*** Opening Listed records ***

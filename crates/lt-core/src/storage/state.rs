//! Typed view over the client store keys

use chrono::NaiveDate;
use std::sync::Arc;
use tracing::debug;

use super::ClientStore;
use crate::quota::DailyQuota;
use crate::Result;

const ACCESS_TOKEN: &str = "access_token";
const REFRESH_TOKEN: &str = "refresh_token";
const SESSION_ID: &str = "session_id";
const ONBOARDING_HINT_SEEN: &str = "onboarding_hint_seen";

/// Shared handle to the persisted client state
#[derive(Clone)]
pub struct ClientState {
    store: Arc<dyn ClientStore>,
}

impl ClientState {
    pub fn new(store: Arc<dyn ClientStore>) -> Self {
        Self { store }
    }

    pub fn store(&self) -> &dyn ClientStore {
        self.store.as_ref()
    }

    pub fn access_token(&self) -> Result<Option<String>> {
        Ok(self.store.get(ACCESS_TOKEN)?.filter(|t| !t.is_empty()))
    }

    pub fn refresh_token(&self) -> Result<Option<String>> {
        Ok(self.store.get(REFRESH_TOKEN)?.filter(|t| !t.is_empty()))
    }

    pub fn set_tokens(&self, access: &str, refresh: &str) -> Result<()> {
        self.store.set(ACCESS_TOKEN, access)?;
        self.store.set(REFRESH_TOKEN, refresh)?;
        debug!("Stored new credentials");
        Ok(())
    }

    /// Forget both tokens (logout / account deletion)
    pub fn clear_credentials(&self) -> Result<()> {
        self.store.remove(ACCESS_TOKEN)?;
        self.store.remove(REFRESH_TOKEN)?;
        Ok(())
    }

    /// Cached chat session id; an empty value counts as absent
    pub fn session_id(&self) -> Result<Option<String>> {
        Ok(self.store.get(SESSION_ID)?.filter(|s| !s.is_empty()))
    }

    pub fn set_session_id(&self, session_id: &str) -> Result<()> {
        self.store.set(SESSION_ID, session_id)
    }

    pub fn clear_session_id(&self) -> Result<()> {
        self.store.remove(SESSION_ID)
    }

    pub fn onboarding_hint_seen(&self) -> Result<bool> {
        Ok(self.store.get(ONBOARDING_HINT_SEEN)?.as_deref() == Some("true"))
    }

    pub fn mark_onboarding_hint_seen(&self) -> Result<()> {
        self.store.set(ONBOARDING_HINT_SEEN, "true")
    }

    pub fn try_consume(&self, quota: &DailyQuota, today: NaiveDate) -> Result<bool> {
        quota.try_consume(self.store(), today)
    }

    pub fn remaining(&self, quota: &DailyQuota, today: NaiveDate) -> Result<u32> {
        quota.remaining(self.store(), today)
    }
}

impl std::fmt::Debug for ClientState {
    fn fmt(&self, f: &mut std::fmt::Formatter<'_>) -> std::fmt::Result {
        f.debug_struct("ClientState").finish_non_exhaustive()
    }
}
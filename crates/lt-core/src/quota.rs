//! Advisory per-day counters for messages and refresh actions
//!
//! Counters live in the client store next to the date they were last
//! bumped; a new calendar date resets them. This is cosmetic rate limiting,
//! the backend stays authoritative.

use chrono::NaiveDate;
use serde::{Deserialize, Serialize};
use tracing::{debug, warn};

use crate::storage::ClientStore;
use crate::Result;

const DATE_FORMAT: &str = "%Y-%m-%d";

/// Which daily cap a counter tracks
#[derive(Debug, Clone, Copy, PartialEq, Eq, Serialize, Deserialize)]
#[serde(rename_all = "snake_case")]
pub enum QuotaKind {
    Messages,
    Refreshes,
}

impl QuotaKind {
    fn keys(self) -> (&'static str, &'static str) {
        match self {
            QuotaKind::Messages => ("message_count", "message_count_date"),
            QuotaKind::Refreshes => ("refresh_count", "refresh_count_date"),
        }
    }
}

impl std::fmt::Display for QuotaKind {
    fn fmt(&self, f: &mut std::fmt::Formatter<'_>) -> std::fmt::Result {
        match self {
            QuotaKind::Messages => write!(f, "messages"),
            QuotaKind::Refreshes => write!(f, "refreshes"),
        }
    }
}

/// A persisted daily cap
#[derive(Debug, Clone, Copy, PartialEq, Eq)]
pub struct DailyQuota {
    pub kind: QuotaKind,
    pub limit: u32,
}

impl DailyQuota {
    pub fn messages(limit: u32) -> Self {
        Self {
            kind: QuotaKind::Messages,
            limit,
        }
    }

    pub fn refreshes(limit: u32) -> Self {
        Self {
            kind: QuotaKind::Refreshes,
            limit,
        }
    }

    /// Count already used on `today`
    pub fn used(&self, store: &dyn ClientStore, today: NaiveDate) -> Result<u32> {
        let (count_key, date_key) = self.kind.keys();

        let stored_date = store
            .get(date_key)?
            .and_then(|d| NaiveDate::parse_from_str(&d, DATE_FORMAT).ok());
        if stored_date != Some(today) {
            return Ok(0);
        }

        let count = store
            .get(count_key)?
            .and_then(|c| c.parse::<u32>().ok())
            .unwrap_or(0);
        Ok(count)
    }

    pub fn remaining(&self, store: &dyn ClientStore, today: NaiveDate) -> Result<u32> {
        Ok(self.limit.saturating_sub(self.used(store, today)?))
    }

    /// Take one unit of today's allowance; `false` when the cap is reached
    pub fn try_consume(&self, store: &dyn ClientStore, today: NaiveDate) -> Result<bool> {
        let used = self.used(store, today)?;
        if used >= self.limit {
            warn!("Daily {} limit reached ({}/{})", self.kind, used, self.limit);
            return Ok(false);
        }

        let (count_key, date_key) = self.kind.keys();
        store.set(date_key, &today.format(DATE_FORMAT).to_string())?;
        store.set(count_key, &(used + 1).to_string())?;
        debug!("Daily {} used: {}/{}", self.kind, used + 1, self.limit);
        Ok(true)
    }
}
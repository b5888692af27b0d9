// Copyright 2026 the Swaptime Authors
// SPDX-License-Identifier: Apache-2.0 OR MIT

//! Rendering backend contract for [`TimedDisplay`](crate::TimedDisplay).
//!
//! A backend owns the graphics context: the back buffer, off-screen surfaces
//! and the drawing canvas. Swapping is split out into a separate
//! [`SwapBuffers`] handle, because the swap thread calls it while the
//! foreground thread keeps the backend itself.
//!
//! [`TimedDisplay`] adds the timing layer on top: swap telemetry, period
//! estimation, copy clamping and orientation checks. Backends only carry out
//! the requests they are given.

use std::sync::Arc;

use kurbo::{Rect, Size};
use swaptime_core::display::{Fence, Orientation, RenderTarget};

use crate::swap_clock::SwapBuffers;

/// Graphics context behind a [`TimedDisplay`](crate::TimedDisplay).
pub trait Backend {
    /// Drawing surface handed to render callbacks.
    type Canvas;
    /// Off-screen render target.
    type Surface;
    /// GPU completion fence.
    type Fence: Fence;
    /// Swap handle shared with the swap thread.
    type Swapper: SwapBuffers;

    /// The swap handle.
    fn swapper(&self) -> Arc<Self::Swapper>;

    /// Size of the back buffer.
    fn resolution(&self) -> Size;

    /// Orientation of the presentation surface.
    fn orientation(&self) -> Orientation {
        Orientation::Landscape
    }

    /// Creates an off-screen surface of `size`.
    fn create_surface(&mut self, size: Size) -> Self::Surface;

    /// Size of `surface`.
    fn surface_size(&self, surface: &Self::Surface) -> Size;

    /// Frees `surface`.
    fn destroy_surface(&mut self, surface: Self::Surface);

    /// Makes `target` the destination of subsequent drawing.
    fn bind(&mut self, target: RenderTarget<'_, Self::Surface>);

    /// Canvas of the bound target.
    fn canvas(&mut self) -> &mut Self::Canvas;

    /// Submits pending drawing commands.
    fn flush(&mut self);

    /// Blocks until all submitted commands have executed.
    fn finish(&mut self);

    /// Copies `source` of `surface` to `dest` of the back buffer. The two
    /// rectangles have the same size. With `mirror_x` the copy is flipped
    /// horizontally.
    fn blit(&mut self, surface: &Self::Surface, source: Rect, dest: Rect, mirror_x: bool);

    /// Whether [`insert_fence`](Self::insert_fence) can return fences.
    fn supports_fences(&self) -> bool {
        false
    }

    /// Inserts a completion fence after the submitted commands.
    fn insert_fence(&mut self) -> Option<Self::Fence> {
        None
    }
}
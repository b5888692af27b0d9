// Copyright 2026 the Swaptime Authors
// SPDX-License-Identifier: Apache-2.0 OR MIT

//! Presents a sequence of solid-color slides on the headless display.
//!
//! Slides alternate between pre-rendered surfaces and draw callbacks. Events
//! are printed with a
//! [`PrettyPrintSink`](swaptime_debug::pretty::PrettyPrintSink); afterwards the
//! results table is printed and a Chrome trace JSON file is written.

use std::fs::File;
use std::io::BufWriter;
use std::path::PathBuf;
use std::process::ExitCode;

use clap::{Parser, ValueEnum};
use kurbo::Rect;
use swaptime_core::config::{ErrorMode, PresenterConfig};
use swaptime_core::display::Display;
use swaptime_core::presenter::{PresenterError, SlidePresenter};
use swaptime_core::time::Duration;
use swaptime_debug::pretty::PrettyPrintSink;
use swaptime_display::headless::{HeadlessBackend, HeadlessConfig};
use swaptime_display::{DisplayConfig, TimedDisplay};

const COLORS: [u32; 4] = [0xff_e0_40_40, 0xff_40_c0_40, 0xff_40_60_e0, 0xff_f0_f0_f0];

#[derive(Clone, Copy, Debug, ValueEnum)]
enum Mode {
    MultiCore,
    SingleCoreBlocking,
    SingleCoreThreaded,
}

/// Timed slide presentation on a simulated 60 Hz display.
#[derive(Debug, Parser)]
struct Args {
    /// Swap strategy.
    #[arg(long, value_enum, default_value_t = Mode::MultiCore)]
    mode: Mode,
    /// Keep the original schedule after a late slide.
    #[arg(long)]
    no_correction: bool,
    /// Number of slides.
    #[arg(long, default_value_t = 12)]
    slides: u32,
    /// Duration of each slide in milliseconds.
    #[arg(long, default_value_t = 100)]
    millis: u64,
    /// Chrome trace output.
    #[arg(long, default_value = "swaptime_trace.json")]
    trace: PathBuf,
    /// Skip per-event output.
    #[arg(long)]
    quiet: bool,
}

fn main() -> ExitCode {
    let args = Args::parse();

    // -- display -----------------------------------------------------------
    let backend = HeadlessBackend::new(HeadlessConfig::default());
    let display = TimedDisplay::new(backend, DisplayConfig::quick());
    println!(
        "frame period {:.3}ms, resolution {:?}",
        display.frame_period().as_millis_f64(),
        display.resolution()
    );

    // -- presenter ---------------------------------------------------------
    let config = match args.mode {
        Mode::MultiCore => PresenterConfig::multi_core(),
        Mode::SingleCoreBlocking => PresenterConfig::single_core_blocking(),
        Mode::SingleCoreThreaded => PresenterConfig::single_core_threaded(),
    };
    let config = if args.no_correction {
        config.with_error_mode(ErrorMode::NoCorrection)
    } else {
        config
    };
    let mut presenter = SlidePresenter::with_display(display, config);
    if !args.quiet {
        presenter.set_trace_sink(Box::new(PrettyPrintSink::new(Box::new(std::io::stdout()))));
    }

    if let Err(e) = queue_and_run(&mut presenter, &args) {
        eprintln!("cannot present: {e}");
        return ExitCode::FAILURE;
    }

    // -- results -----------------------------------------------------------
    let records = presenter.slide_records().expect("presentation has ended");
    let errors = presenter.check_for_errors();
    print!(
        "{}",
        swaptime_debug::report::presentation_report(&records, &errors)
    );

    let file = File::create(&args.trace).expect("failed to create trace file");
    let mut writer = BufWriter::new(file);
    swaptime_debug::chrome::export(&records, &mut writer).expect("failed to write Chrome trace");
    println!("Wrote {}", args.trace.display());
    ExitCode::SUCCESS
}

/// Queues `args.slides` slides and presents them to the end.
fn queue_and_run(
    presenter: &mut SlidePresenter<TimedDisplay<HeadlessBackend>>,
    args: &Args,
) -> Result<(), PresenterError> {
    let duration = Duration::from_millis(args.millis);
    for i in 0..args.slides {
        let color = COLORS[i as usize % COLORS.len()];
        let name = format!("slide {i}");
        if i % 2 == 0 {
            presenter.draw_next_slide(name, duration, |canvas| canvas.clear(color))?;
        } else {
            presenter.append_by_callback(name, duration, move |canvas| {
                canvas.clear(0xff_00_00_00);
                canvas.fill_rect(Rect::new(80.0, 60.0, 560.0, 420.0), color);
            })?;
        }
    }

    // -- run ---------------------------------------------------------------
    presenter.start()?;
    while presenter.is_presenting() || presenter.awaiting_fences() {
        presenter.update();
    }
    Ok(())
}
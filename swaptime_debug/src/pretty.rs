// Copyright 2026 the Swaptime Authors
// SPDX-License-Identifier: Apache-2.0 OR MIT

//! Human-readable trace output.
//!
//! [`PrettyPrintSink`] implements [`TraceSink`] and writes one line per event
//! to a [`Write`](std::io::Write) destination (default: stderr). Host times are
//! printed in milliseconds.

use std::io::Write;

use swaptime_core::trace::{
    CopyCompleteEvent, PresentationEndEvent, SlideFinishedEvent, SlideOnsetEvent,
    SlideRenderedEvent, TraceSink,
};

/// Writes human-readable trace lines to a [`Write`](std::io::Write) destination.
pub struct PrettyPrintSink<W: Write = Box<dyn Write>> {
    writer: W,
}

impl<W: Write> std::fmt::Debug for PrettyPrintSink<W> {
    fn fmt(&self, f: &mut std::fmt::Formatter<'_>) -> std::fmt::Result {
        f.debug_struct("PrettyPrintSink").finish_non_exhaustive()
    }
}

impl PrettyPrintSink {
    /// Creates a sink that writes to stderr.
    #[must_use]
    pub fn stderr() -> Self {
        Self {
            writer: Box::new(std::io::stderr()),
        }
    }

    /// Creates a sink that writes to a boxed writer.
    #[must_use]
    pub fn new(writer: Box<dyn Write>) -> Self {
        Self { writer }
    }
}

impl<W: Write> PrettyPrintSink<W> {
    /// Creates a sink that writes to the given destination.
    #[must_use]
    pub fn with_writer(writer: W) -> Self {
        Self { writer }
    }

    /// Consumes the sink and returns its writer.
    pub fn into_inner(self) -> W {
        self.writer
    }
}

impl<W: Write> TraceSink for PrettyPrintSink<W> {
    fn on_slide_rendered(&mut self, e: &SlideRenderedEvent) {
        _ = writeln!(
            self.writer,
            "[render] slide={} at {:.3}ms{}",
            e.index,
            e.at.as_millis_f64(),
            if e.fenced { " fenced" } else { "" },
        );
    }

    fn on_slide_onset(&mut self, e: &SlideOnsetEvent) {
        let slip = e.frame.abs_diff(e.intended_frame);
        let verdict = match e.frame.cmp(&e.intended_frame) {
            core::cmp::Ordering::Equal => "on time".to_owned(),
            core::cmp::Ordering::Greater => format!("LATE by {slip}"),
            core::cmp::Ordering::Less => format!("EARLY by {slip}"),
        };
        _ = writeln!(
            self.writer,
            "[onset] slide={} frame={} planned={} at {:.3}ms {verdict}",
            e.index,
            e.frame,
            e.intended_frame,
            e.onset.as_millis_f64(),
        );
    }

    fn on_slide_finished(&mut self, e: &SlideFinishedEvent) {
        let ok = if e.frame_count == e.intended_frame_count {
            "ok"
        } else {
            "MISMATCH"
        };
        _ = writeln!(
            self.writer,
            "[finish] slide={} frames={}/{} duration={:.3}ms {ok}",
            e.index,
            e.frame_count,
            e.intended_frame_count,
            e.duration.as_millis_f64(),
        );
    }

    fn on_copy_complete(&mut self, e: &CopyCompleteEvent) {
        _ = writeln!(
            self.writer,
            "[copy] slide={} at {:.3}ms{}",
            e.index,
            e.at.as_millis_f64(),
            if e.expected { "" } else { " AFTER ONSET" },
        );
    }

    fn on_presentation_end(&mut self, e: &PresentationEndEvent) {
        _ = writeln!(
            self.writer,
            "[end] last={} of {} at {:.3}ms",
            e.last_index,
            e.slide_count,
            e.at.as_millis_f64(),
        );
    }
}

*** Closing Listed records ***

(Exercise goal) Search the data above for the string "PartialEq" and return every line that has it.

(Solution to this exercise)
#[derive(Debug, Clone, Copy, PartialEq, Eq, Serialize, Deserialize)]
#[derive(Debug, Clone, Copy, PartialEq, Eq)]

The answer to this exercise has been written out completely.